Our client needed a system that could analyse photographs programmatically, detecting and tracking individual teeth across multiple frames, classifying the health status of each, and presenting findings in a structured format that supports rather than replaces clinical decision-making.
The AI inference pipeline
We designed and iterated on a multi-stage inference pipeline that turns raw intraoral photographs into reliable, structured clinical outputs. The architecture is organised around a few core phases, each addressing a distinct challenge in moving from unprocessed imagery to a usable per-tooth assessment.
Cloud deployment
We led the end-to-end cloud deployment. The inference service is containerised for reproducible, environment-independent rollout and runs on serverless infrastructure, scaling automatically with demand and avoiding idle compute costs. Encryption and access controls are in place to meet the data security expectations of a healthcare context.
A CI/CD pipeline automates the full build and release cycle, so every code change reaches production through a consistent, tested path with no manual deployment steps.
Path to model independence
The pipeline is designed with a clear path toward progressively replacing external model dependencies with in-house trained alternatives, reducing costs, latency, and third-party exposure as annotation data accumulates and performance thresholds are met.

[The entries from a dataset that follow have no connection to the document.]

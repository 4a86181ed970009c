//! The renewal lease behind continuous jogging.
//!
//! A jog only keeps going as long as the operator keeps asking for it. Each
//! renewal buys one tick's worth of motion: enough distance to cover several
//! renewal periods at the commanded speed, cut into small segments so the
//! controller can stop on a segment boundary almost immediately when the
//! renewals stop. If no renewal arrives before the next tick, the lease
//! expires and motion winds down instead of running away.

use std::time::Duration;

use crate::gcode::{Axis, Directive};

/// How often the session wakes to emit the next motion batch.
pub const T_RENEW: Duration = Duration::from_millis(250);

/// Distance headroom over one renewal period, so buffered motion never runs
/// dry between ticks.
pub const SAFETY_FACTOR: f64 = 5.0;

/// Segments per emitted batch. More segments means finer stopping
/// granularity at the cost of controller queue depth.
pub const RENEW_SEGMENTS: u32 = 8;

#[derive(Debug, Clone)]
pub struct JogLease {
    axis: Axis,
    speed: f64,
    direction: f64,
    renew_distance: f64,
    armed: bool,
}

impl JogLease {
    /// A fresh lease, armed for its first tick. `signed_speed` is in machine
    /// units per minute; its sign picks the direction of travel.
    pub fn new(axis: Axis, signed_speed: f64) -> Self {
        let direction = if signed_speed < 0.0 { -1.0 } else { 1.0 };
        let speed = signed_speed.abs();
        let renew_distance = speed * (T_RENEW.as_millis() as f64 / 60_000.0) * SAFETY_FACTOR;
        JogLease {
            axis,
            speed,
            direction,
            renew_distance,
            armed: true,
        }
    }

    pub fn axis(&self) -> Axis {
        self.axis
    }

    pub fn speed(&self) -> f64 {
        self.speed
    }

    /// True when a repeated start request is asking for exactly this motion
    /// and can be folded into a renewal.
    pub fn matches(&self, axis: Axis, signed_speed: f64) -> bool {
        let direction = if signed_speed < 0.0 { -1.0 } else { 1.0 };
        self.axis == axis && self.speed == signed_speed.abs() && self.direction == direction
    }

    /// Arm the lease for the next tick.
    pub fn renew(&mut self) {
        self.armed = true;
    }

    /// Disarm without waiting for expiry.
    pub fn release(&mut self) {
        self.armed = false;
    }

    /// Take this tick's motion batch, disarming the lease. Returns `None`
    /// when the lease has expired: no renewal arrived since the last tick.
    pub fn consume(&mut self) -> Option<Vec<Directive>> {
        if !self.armed {
            return None;
        }
        self.armed = false;

        let segment = self.direction * (self.renew_distance / RENEW_SEGMENTS as f64);
        let mut batch = Vec::with_capacity(RENEW_SEGMENTS as usize + 1);
        batch.push(Directive::RelativeFeed { feed: self.speed });
        for _ in 0..RENEW_SEGMENTS {
            batch.push(Directive::Feed {
                axis: self.axis,
                distance: segment,
                feed: None,
            });
        }
        Some(batch)
    }
}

The phasing prioritises the highest-cost and highest-risk dependencies first, sequenced around the pace at which labelled clinical data can be produced.
Clinical collaboration and data quality
AI performance in medical imaging is only as good as the training data, and training data quality depends on annotation consistency. We worked directly with clinical stakeholders to establish labelling standards for each anomaly category, resolving edge cases, defining boundary conditions, and producing alignment materials including decision flowcharts and classification guides. These materials reduce annotator disagreement and ensure the model trains on labels that reflect genuine clinical consensus rather than individual interpretation.